Engaging in such vigorous adult/child play may not be offering a good model for children. If we want children to learn to respect their bodies, to be gentle and non-violent, and to respect other people’s bodies, shouldn’t we be modeling this gentleness at all times? I tend to think the younger the child, the more need for care and caution on the part of the adult.
Whenever I think of this kind of very physical play between parents and children, my mind flashes to an image of a video I first viewed when I was a student at RIE. In the video, a male adult is lifting a baby overhead again and again, while the camera shakes and blurs, representing what the baby might be seeing and experiencing.

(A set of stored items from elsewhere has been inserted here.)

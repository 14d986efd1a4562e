//! Orchestrator binary — wires config, persistence, chain clients,
//! the event monitor, the session manager, and the HTTP server, then
//! runs until interrupted.

use fusion_orchestrator::api::{build_router, AppState};
use fusion_orchestrator::chain::evm::EvmChainClient;
use fusion_orchestrator::chain::near::NearChainClient;
use fusion_orchestrator::chain::{ChainClient, RpcTransport};
use fusion_orchestrator::config::Config;
use fusion_orchestrator::bus::EventBus;
use fusion_orchestrator::manager::SessionManager;
use fusion_orchestrator::monitor::EventMonitor;
use fusion_orchestrator::oracle;
use fusion_orchestrator::persist::StateDir;
use fusion_orchestrator::quote::PriceSnapshot;
use fusion_orchestrator::secret::SecretManager;
use fusion_orchestrator::store::SessionStore;
use fusion_orchestrator::types::ChainSide;

use anyhow::Context;
use std::sync::{Arc, RwLock};
use std::time::Duration;
use tokio::sync::{mpsc, watch};
use tracing::{info, warn};
use tracing_subscriber::EnvFilter;

/// How long shutdown waits for session workers to quiesce.
const SHUTDOWN_GRACE: Duration = Duration::from_secs(10);

#[tokio::main]
async fn main() -> anyhow::Result<()> {
    let config = Arc::new(Config::from_env()?);

    tracing_subscriber::fmt()
        .with_env_filter(
            EnvFilter::try_from_default_env()
                .unwrap_or_else(|_| EnvFilter::new(config.log_level.clone())),
        )
        .init();

    if config.api_keys.is_empty() {
        warn!("API_KEYS is empty; running without authentication");
    }

    let state_dir = StateDir::open(&config.state_dir).context("opening state directory")?;
    let store = Arc::new(SessionStore::new());
    let secrets = Arc::new(SecretManager::new());
    let bus = Arc::new(EventBus::new(config.max_subscribers_per_session));
    let (shutdown_tx, shutdown_rx) = watch::channel(false);

    let manager = SessionManager::new(
        store.clone(),
        secrets.clone(),
        bus.clone(),
        state_dir.clone(),
        config.clone(),
        shutdown_rx.clone(),
    );
    manager
        .reconcile_from_disk()
        .context("reconciling sessions from disk")?;

    let src_client = Arc::new(
        EvmChainClient::new(
            RpcTransport::new(config.src_chain_rpc.clone()).context("source transport")?,
            config.src_confirmations,
            config.src_escrow_factory.clone(),
            config.src_event_topics.clone(),
            state_dir.cursor(ChainSide::Src),
        )
        .context("source client")?,
    );
    let dst_client = Arc::new(
        NearChainClient::new(
            RpcTransport::new(config.dst_chain_rpc.clone()).context("destination transport")?,
            config.dst_confirmations,
            config.dst_htlc_contract.clone(),
            state_dir.cursor(ChainSide::Dst),
        )
        .context("destination client")?,
    );

    let dedup_log = Arc::new(state_dir.dedup_log().context("dedup log")?);
    let seed_keys = dedup_log.load_and_compact().context("dedup compaction")?;

    let (event_tx, event_rx) = mpsc::channel(1024);
    let monitor = Arc::new(EventMonitor::new(
        vec![
            src_client.clone() as Arc<dyn ChainClient>,
            dst_client.clone() as Arc<dyn ChainClient>,
        ],
        store.clone(),
        bus.clone(),
        event_tx,
        dedup_log,
        Duration::from_millis(config.poll_interval_ms),
    ));
    monitor.seed_dedup(seed_keys);

    let _router_task = manager.spawn_router(event_rx);
    let _snapshot_task = manager.spawn_snapshot_ticker();
    let _sweeper_task = manager.spawn_retention_sweeper();
    let _monitor_tasks = monitor.spawn(shutdown_rx.clone());

    let prices = Arc::new(RwLock::new(PriceSnapshot::with_defaults()));
    let _oracle_task = if config.src_price_feeds.is_empty() {
        info!("no price feeds configured; quoting from the default snapshot");
        None
    } else {
        Some(oracle::spawn_refresher(
            src_client.clone() as Arc<dyn ChainClient>,
            config.src_price_feeds.clone(),
            prices.clone(),
            shutdown_rx,
        ))
    };

    let state = Arc::new(AppState {
        config: config.clone(),
        store,
        secrets,
        manager: manager.clone(),
        bus,
        src_client,
        dst_client,
        prices,
    });
    let app = build_router(state);

    let listener = tokio::net::TcpListener::bind(("0.0.0.0", config.port))
        .await
        .with_context(|| format!("binding port {}", config.port))?;
    info!(port = config.port, "orchestrator listening");

    axum::serve(listener, app)
        .with_graceful_shutdown(shutdown_signal())
        .await
        .context("http server")?;

    // Stop accepting, signal workers, wait for quiescence, persist.
    info!("shutting down");
    let _ = shutdown_tx.send(true);
    let deadline = tokio::time::Instant::now() + SHUTDOWN_GRACE;
    while manager.worker_count() > 0 && tokio::time::Instant::now() < deadline {
        tokio::time::sleep(Duration::from_millis(100)).await;
    }
    manager.persist_all();
    info!("state persisted; goodbye");
    Ok(())
}

async fn shutdown_signal() {
    let ctrl_c = async {
        let _ = tokio::signal::ctrl_c().await;
    };
    #[cfg(unix)]
    let terminate = async {
        match tokio::signal::unix::signal(tokio::signal::unix::SignalKind::terminate()) {
            Ok(mut sig) => {
                sig.recv().await;
            }
            Err(_) => std::future::pending().await,
        }
    };
    #[cfg(not(unix))]
    let terminate = std::future::pending::<()>();

    tokio::select! {
        _ = ctrl_c => {},
        _ = terminate => {},
    }
    info!("shutdown signal received");
}
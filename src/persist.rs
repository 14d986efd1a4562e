//! Persistent state layout under `state/`.
//!
//! ```text
//! state/
//!   sessions/<id>.json   session snapshots
//!   cursors/src.cursor   last processed source block
//!   cursors/dst.cursor   last processed destination block
//!   dedup.log            append-only event-id log, compacted on start
//! ```
//!
//! Snapshots are written atomically (tmp file + rename) so a crash
//! mid-write never leaves a torn session file.

use crate::error::{OrchestratorError, Result};
use crate::types::{ChainSide, Session};

use std::fs::{self, File, OpenOptions};
use std::io::{BufRead, BufReader, Write};
use std::path::{Path, PathBuf};
use std::sync::Mutex;
use tracing::{debug, warn};

/// Keys kept in `dedup.log` after compaction, matching the in-memory
/// LRU bound.
pub const DEDUP_COMPACT_KEEP: usize = 100_000;

#[derive(Debug, Clone)]
pub struct StateDir {
    root: PathBuf,
}

impl StateDir {
    /// Open (and create) the state directory tree.
    pub fn open(root: impl Into<PathBuf>) -> Result<Self> {
        let root = root.into();
        fs::create_dir_all(root.join("sessions"))?;
        fs::create_dir_all(root.join("cursors"))?;
        Ok(Self { root })
    }

    fn session_path(&self, session_id: &str) -> PathBuf {
        self.root.join("sessions").join(format!("{session_id}.json"))
    }

    pub fn save_session(&self, session: &Session) -> Result<()> {
        let path = self.session_path(&session.session_id);
        let body = serde_json::to_vec_pretty(session)?;
        write_atomic(&path, &body)
    }

    /// Load every snapshot under `sessions/`. Unreadable files are
    /// skipped with a warning rather than aborting startup.
    pub fn load_sessions(&self) -> Result<Vec<Session>> {
        let dir = self.root.join("sessions");
        let mut sessions = Vec::new();
        for entry in fs::read_dir(&dir)? {
            let path = entry?.path();
            if path.extension().and_then(|e| e.to_str()) != Some("json") {
                continue;
            }
            match fs::read(&path).map_err(OrchestratorError::from).and_then(|b| {
                serde_json::from_slice::<Session>(&b).map_err(OrchestratorError::from)
            }) {
                Ok(session) => sessions.push(session),
                Err(e) => warn!(path = %path.display(), error = %e, "skipping unreadable snapshot"),
            }
        }
        Ok(sessions)
    }

    pub fn cursor(&self, side: ChainSide) -> CursorFile {
        CursorFile {
            path: self.root.join("cursors").join(format!("{side}.cursor")),
        }
    }

    pub fn dedup_log(&self) -> Result<DedupLog> {
        DedupLog::open(self.root.join("dedup.log"))
    }
}

/// Last-processed-block marker for one chain. Owned by that chain's
/// client; nothing else writes it.
#[derive(Debug, Clone)]
pub struct CursorFile {
    path: PathBuf,
}

impl CursorFile {
    pub fn load(&self) -> Result<Option<u64>> {
        match fs::read_to_string(&self.path) {
            Ok(s) => {
                let block = s.trim().parse::<u64>().map_err(|e| {
                    OrchestratorError::Internal(format!(
                        "corrupt cursor {}: {e}",
                        self.path.display()
                    ))
                })?;
                Ok(Some(block))
            }
            Err(e) if e.kind() == std::io::ErrorKind::NotFound => Ok(None),
            Err(e) => Err(e.into()),
        }
    }

    pub fn store(&self, block: u64) -> Result<()> {
        write_atomic(&self.path, block.to_string().as_bytes())
    }
}

/// Append-only event-id log backing the dedup LRU across restarts.
pub struct DedupLog {
    path: PathBuf,
    writer: Mutex<File>,
}

impl DedupLog {
    fn open(path: PathBuf) -> Result<Self> {
        let writer = OpenOptions::new().create(true).append(true).open(&path)?;
        Ok(Self {
            path,
            writer: Mutex::new(writer),
        })
    }

    pub fn append(&self, key: &str) -> Result<()> {
        let mut writer = self.writer.lock().unwrap();
        writeln!(writer, "{key}")?;
        Ok(())
    }

    /// Read all keys, keep the most recent [`DEDUP_COMPACT_KEEP`], and
    /// rewrite the log to that tail. Returns the kept keys, oldest
    /// first, for seeding the in-memory LRU.
    pub fn load_and_compact(&self) -> Result<Vec<String>> {
        let reader = BufReader::new(File::open(&self.path)?);
        let mut keys: Vec<String> = reader
            .lines()
            .filter_map(|l| l.ok())
            .filter(|l| !l.is_empty())
            .collect();

        if keys.len() > DEDUP_COMPACT_KEEP {
            keys.drain(..keys.len() - DEDUP_COMPACT_KEEP);
        }

        let mut body = String::with_capacity(keys.len() * 32);
        for key in &keys {
            body.push_str(key);
            body.push('\n');
        }
        write_atomic(&self.path, body.as_bytes())?;

        // Reopen the append handle against the compacted file.
        let mut writer = self.writer.lock().unwrap();
        *writer = OpenOptions::new().create(true).append(true).open(&self.path)?;

        debug!(kept = keys.len(), "dedup log compacted");
        Ok(keys)
    }
}

fn write_atomic(path: &Path, body: &[u8]) -> Result<()> {
    let tmp = path.with_extension("tmp");
    fs::write(&tmp, body)?;
    fs::rename(&tmp, path)?;
    Ok(())
}

// ── Tests ───────────────────────────────────────────────────────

A more recent image also comes to mind. J.’s Mom, Dad, and I, were walking home from his sister’s school dance performance. J. (age 27 months) was walking between his parents, and they were each holding one of his hands. J. used his parent”s hands to gain leverage to swing himself a little bit between them, and they responded by lifting and swinging him higher. Each time they stopped, J. would beg, “Again? Again?” J. was laughing and clearly enjoying himself. Suddenly, laughter turned to tears as he yelped in pain, and couldn’t be comforted. I immediately suspected a dislocated shoulder, as I’ve seen this type of injury more often than I would like to remember, over many years of caring for children. (An experienced pediatrician can pop the shoulder back into place, quickly relieving the pain.)
J. actually had what is referred to as nursemaid’s elbow. His arm was hanging at an odd angle, he was holding it close to his body, and it was immobile. It took two trips to the doctor that day to pop J.’s elbow back into place, because his regular pediatrician wasn’t available to see him the first time, and the younger, less experienced doctor thought she had fixed the problem, but hadn’t. Needless to say, this was a traumatic day for both J. and his parents (who are among the most gentle, kind people I know). They were responding to J.’s request for this vigorous play, and felt horrible that they had inadvertently hurt him and caused him pain.

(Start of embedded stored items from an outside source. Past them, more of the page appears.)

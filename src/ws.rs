//! WebSocket surface — auth, channel subscriptions, and event fan-out.
//!
//! One task per connection; outbound frames come from the bounded
//! per-subscriber sinks in `bus.rs`, so a slow consumer only ever
//! loses its own oldest frames. The server pings every 30 seconds and
//! drops the connection after two unanswered pings.

use crate::api::AppState;
use crate::bus::{Channel, EventSink, Subscription};
use crate::config::Config;

use axum::extract::ws::{Message, WebSocket, WebSocketUpgrade};
use axum::extract::State;
use axum::response::Response;
use futures::stream::SplitSink;
use futures::{SinkExt, StreamExt};
use serde::{Deserialize, Serialize};
use std::collections::HashMap;
use std::sync::Arc;
use std::time::Duration;
use tracing::{debug, info, warn};
use uuid::Uuid;

const PING_INTERVAL: Duration = Duration::from_secs(30);
const MAX_MISSED_PONGS: u32 = 2;

#[derive(Debug, Deserialize)]
#[serde(tag = "type", rename_all = "snake_case")]
enum ClientFrame {
    Auth {
        api_key: String,
    },
    Subscribe {
        channel: String,
        #[serde(default)]
        session_id: Option<String>,
    },
    Unsubscribe {
        channel: String,
        #[serde(default)]
        session_id: Option<String>,
    },
}

#[derive(Debug, Serialize)]
#[serde(tag = "type", rename_all = "snake_case")]
enum ControlFrame {
    Authenticated {
        success: bool,
        client_id: String,
    },
    Subscribed {
        channel: String,
        #[serde(skip_serializing_if = "Option::is_none")]
        session_id: Option<String>,
    },
    Unsubscribed {
        channel: String,
        #[serde(skip_serializing_if = "Option::is_none")]
        session_id: Option<String>,
    },
    Error {
        code: String,
        message: String,
    },
}

pub async fn ws_handler(State(state): State<Arc<AppState>>, ws: WebSocketUpgrade) -> Response {
    ws.on_upgrade(move |socket| handle_socket(socket, state))
}

struct Connection {
    state: Arc<AppState>,
    client_id: String,
    authenticated: bool,
    /// Channel key → bus subscription.
    subs: HashMap<String, Subscription>,
}

async fn handle_socket(socket: WebSocket, state: Arc<AppState>) {
    let client_id = format!("client-{}", Uuid::new_v4());
    info!(client_id = %client_id, "websocket connected");

    let (mut sender, mut receiver) = socket.split();
    let mut conn = Connection {
        state: state.clone(),
        client_id: client_id.clone(),
        authenticated: false,
        subs: HashMap::new(),
    };

    let mut ping = tokio::time::interval(PING_INTERVAL);
    ping.tick().await; // the first tick fires immediately
    let mut unanswered_pings: u32 = 0;

    loop {
        // Snapshot the sinks so the select future does not hold a
        // borrow of the connection while a branch mutates it.
        let sinks: Vec<Arc<EventSink>> = conn.subs.values().map(|s| s.sink.clone()).collect();
        tokio::select! {
            frame = receiver.next() => {
                match frame {
                    Some(Ok(Message::Text(text))) => {
                        if !conn.handle_text(&text, &mut sender).await {
                            break;
                        }
                    }
                    Some(Ok(Message::Pong(_))) => {
                        unanswered_pings = 0;
                    }
                    Some(Ok(Message::Close(_))) | None => break,
                    Some(Ok(_)) => {}
                    Some(Err(e)) => {
                        debug!(client_id = %client_id, error = %e, "websocket read error");
                        break;
                    }
                }
            }
            _ = ping.tick() => {
                if unanswered_pings >= MAX_MISSED_PONGS {
                    warn!(client_id = %client_id, "websocket unresponsive; closing");
                    break;
                }
                if sender.send(Message::Ping(Vec::new())).await.is_err() {
                    break;
                }
                unanswered_pings += 1;
            }
            event = next_event(&sinks) => {
                // Surface any overflow before the frame that follows it.
                let dropped: u64 = conn.subs.values().map(|s| s.sink.take_dropped()).sum();
                if dropped > 0 {
                    let notice = ControlFrame::Error {
                        code: "events_dropped".into(),
                        message: format!("{dropped} events dropped on a slow connection"),
                    };
                    if send_json(&mut sender, &notice).await.is_err() {
                        break;
                    }
                }
                if send_raw(&mut sender, &event).await.is_err() {
                    break;
                }
            }
        }
    }

    state.bus.drop_client(&client_id);
    info!(client_id = %client_id, "websocket disconnected");
}

/// Wait for the next event on any of the connection's sinks. Pends
/// forever while there are no subscriptions.
async fn next_event(sinks: &[Arc<EventSink>]) -> crate::bus::BusEvent {
    if sinks.is_empty() {
        return std::future::pending().await;
    }
    let futures: Vec<_> = sinks.iter().map(|s| Box::pin(s.recv())).collect();
    futures::future::select_all(futures).await.0
}

impl Connection {
    /// Handle one inbound text frame. Returns `false` to close the
    /// connection.
    async fn handle_text(
        &mut self,
        text: &str,
        sender: &mut SplitSink<WebSocket, Message>,
    ) -> bool {
        let frame: ClientFrame = match serde_json::from_str(text) {
            Ok(f) => f,
            Err(e) => {
                let err = ControlFrame::Error {
                    code: "invalid_frame".into(),
                    message: e.to_string(),
                };
                return send_json(sender, &err).await.is_ok();
            }
        };

        let reply = match frame {
            ClientFrame::Auth { api_key } => {
                self.authenticated = key_is_valid(&self.state.config, &api_key);
                if !self.authenticated {
                    warn!(client_id = %self.client_id, "websocket auth failed");
                }
                ControlFrame::Authenticated {
                    success: self.authenticated,
                    client_id: self.client_id.clone(),
                }
            }
            ClientFrame::Subscribe {
                channel,
                session_id,
            } => self.subscribe(channel, session_id),
            ClientFrame::Unsubscribe {
                channel,
                session_id,
            } => self.unsubscribe(channel, session_id),
        };
        send_json(sender, &reply).await.is_ok()
    }

    fn subscribe(&mut self, channel: String, session_id: Option<String>) -> ControlFrame {
        if !self.authenticated {
            return ControlFrame::Error {
                code: "unauthenticated".into(),
                message: "authenticate before subscribing".into(),
            };
        }
        let (key, bus_channel) = match resolve_channel(&channel, session_id.as_deref()) {
            Ok(pair) => pair,
            Err(frame) => return frame,
        };
        if let Channel::Session(sid) = &bus_channel {
            if self.state.store.get(sid).is_none() {
                return ControlFrame::Error {
                    code: "not_found".into(),
                    message: format!("session {sid}"),
                };
            }
        }
        match self.state.bus.subscribe(&self.client_id, bus_channel) {
            Ok(sub) => {
                self.subs.insert(key, sub);
                ControlFrame::Subscribed {
                    channel,
                    session_id,
                }
            }
            Err(e) => ControlFrame::Error {
                code: e.code().into(),
                message: e.to_string(),
            },
        }
    }

    fn unsubscribe(&mut self, channel: String, session_id: Option<String>) -> ControlFrame {
        let (key, _) = match resolve_channel(&channel, session_id.as_deref()) {
            Ok(pair) => pair,
            Err(frame) => return frame,
        };
        if let Some(sub) = self.subs.remove(&key) {
            self.state.bus.unsubscribe(sub.id);
        }
        ControlFrame::Unsubscribed {
            channel,
            session_id,
        }
    }
}

fn resolve_channel(
    channel: &str,
    session_id: Option<&str>,
) -> Result<(String, Channel), ControlFrame> {
    match channel {
        "event" => Ok(("event".into(), Channel::Global)),
        "session" => {
            let sid = session_id.ok_or_else(|| ControlFrame::Error {
                code: "invalid_frame".into(),
                message: "session channel requires session_id".into(),
            })?;
            Ok((format!("session:{sid}"), Channel::Session(sid.to_string())))
        }
        other => Err(ControlFrame::Error {
            code: "invalid_frame".into(),
            message: format!("unknown channel '{other}'"),
        }),
    }
}

fn key_is_valid(config: &Config, presented: &str) -> bool {
    config.api_keys.is_empty() || config.api_keys.iter().any(|k| k == presented)
}

async fn send_json(
    sender: &mut SplitSink<WebSocket, Message>,
    frame: &ControlFrame,
) -> Result<(), axum::Error> {
    let text = serde_json::to_string(frame).unwrap_or_default();
    sender.send(Message::Text(text)).await
}

async fn send_raw(
    sender: &mut SplitSink<WebSocket, Message>,
    event: &crate::bus::BusEvent,
) -> Result<(), axum::Error> {
    let text = serde_json::to_string(event).unwrap_or_default();
    sender.send(Message::Text(text)).await
}

// ── Tests ───────────────────────────────────────────────────────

Some children seem to enjoy roughhousing with siblings or peers, and I think if all the children involved are having fun, and no one is getting hurt, this kind of play can be OK sometimes. (Many parents, especially Moms, are very uncomfortable allowing or witnessing this type of play fighting among children.)
Still, I wonder if it might be healthier for adults to offer children alternative ways to expend the energy and emotions that often lead to the desire to “tussle” with others. For instance, children can push, pull, carry, or punch sandbags, roll around on the floor with pillows, play chase, and tumble down hills. These activities are what Frances M. Carlson calls Big Body Play.

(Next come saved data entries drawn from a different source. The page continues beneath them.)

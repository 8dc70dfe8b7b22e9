// crates/covergen-cli/src/io/png.rs

use anyhow::Context;
use covergen_core::PixelBuffer;
use image::{ImageFormat, RgbImage};

/// Encode the buffer as 8-bit RGB PNG. On failure the partial file is removed.
pub fn write_png(path: &str, buf: &PixelBuffer) -> anyhow::Result<()> {
    let bytes = buf.to_rgb8()?;
    let img = RgbImage::from_raw(buf.width(), buf.height(), bytes).ok_or_else(|| {
        anyhow::anyhow!(
            "pixel data does not fit {}x{} RGB image",
            buf.width(),
            buf.height()
        )
    })?;

    if let Err(e) = img.save_with_format(path, ImageFormat::Png) {
        // Best effort: a truncated PNG is not valid output.
        let _ = std::fs::remove_file(path);
        return Err(e).with_context(|| format!("write png: {path}"));
    }
    Ok(())
}
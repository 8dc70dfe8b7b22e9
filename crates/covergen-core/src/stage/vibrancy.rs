// crates/covergen-core/src/stage/vibrancy.rs
//
// Saturation -> contrast -> brightness, each a blend away from a "degenerate" image:
//   out = degenerate + factor * (pixel - degenerate)
// saturation: degenerate = the pixel's own grey (rounded luma)
// contrast:   degenerate = mean grey of the whole image
// brightness: degenerate = black
// Every step is clamped and truncated before the next one runs.

use rayon::prelude::*;

use crate::buffer::{luma, quantize_channel, PixelBuffer, CHANNELS};
use crate::error::Result;

pub const BRIGHTNESS_BOOST: f64 = 1.03;

#[derive(Clone, Copy, Debug, PartialEq)]
pub struct VibrancyParams {
    pub saturation: f64,
    pub contrast: f64,
}

#[inline]
fn grey_of(px: &[f32]) -> f64 {
    (luma(px[0], px[1], px[2]) + 0.5).floor()
}

/// Apply `out = d + factor * (c - d)` per channel, where `degenerate` picks d for a pixel.
fn blend_from<F>(src: &PixelBuffer, factor: f64, degenerate: F) -> Result<PixelBuffer>
where
    F: Fn(&[f32]) -> f64 + Sync,
{
    let stride = src.stride();
    let data = src.as_slice();

    let mut out = src.new_like()?;
    out.par_rows_mut().enumerate().for_each(|(y, row_out)| {
        let row_in = &data[y * stride..(y + 1) * stride];
        for (po, pi) in row_out
            .chunks_exact_mut(CHANNELS)
            .zip(row_in.chunks_exact(CHANNELS))
        {
            let d = degenerate(pi);
            for (o, &c) in po.iter_mut().zip(pi) {
                *o = quantize_channel((d + factor * (c as f64 - d)) as f32);
            }
        }
    });
    Ok(out)
}

pub fn adjust_saturation(src: &PixelBuffer, factor: f64) -> Result<PixelBuffer> {
    blend_from(src, factor, grey_of)
}

/// Contrast around the image's mean grey level.
pub fn adjust_contrast(src: &PixelBuffer, factor: f64) -> Result<PixelBuffer> {
    let mean = mean_grey(src);
    blend_from(src, factor, move |_| mean)
}

pub fn adjust_brightness(src: &PixelBuffer, factor: f64) -> Result<PixelBuffer> {
    blend_from(src, factor, |_| 0.0)
}

/// Mean of the rounded per-pixel grey levels, itself rounded.
pub fn mean_grey(src: &PixelBuffer) -> f64 {
    let n = (src.width() as usize) * (src.height() as usize);
    if n == 0 {
        return 0.0;
    }
    let stride = src.stride();
    let rows: Vec<f64> = src
        .as_slice()
        .par_chunks(stride)
        .map(|row| {
            row.chunks_exact(CHANNELS)
                .map(grey_of)
                .sum::<f64>()
        })
        .collect();
    let mean = rows.iter().sum::<f64>() / n as f64;
    (mean + 0.5).floor()
}

pub fn enhance_vibrancy(src: &PixelBuffer, params: VibrancyParams) -> Result<PixelBuffer> {
    let saturated = adjust_saturation(src, params.saturation)?;
    let contrasted = adjust_contrast(&saturated, params.contrast)?;
    adjust_brightness(&contrasted, BRIGHTNESS_BOOST)
}

#[cfg(test)]
mod tests {
    use super::*;
    use crate::color::rgb::Rgb;

    fn two_tone() -> PixelBuffer {
        // Left half dark blue-ish, right half light orange-ish.
        let mut bytes = Vec::new();
        for _y in 0..4 {
            for x in 0..8 {
                if x < 4 {
                    bytes.extend_from_slice(&[40, 60, 140]);
                } else {
                    bytes.extend_from_slice(&[220, 160, 90]);
                }
            }
        }
        PixelBuffer::from_rgb8(8, 4, &bytes).unwrap()
    }

    fn spread(px: [f32; 3]) -> f32 {
        px.iter().cloned().fold(f32::MIN, f32::max) - px.iter().cloned().fold(f32::MAX, f32::min)
    }

    #[test]
    fn unit_factors_leave_image_alone() {
        let src = two_tone();
        assert_eq!(adjust_saturation(&src, 1.0).unwrap(), src);
        assert_eq!(adjust_contrast(&src, 1.0).unwrap(), src);
        assert_eq!(adjust_brightness(&src, 1.0).unwrap(), src);
    }

    #[test]
    fn zero_saturation_is_greyscale() {
        let out = adjust_saturation(&two_tone(), 0.0).unwrap();
        let px = out.get(0, 0);
        assert_eq!(px[0], px[1]);
        assert_eq!(px[1], px[2]);
        // 0.299*40 + 0.587*60 + 0.114*140 = 63.14 -> 63
        assert_eq!(px[0], 63.0);
    }

    #[test]
    fn saturation_boost_widens_channel_spread() {
        let src = two_tone();
        let out = adjust_saturation(&src, 1.5).unwrap();
        assert!(spread(out.get(0, 0)) > spread(src.get(0, 0)));
    }

    #[test]
    fn contrast_pushes_away_from_mean() {
        let src = two_tone();
        let out = adjust_contrast(&src, 1.3).unwrap();
        assert!(out.get(0, 0)[0] < src.get(0, 0)[0]);
        assert!(out.get(0, 0)[2] > src.get(0, 0)[2]);
        assert!(out.get(7, 0)[0] > src.get(7, 0)[0]);
    }

    #[test]
    fn brightness_saturates_at_white() {
        let src = PixelBuffer::filled(2, 2, Rgb::new(250, 100, 0)).unwrap();
        let out = adjust_brightness(&src, BRIGHTNESS_BOOST).unwrap();
        // 250*1.03 = 257.5 -> 255, 100*1.03 = 103
        assert_eq!(out.get(1, 1), [255.0, 103.0, 0.0]);
    }

    #[test]
    fn enhance_keeps_range_even_for_extreme_factors() {
        let out = enhance_vibrancy(
            &two_tone(),
            VibrancyParams {
                saturation: 8.0,
                contrast: 8.0,
            },
        )
        .unwrap();
        assert!(out
            .as_slice()
            .iter()
            .all(|&v| (0.0..=255.0).contains(&v) && v.fract() == 0.0));
    }
}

In her book, Carlson (like Cohen) argues that “boisterous, vigorous, and very physical play is essential to children’s development and learning.” She advocates including this type of play in all early childhood settings from infancy on, but as she presents it, the adult’s role is not to engage in rough play with children, so much as it is to create and allow opportunities for children to engage in such play with other children. The adult’s role becomes one of facilitator, instead of direct participant.
I’d love to hear your thoughts about this somewhat controversial issue. Do you think parents should roughhouse with their children? If so, when, how, and at what age should this kind of play occur? What benefits and drawbacks do you see to rough and tumble play between children and adults? Do you see the need for more opportunities for children to engage in very physical play with each other, or do you think adults should insist that children play “nicely”, or gently with each other at all times? Tell me what you think!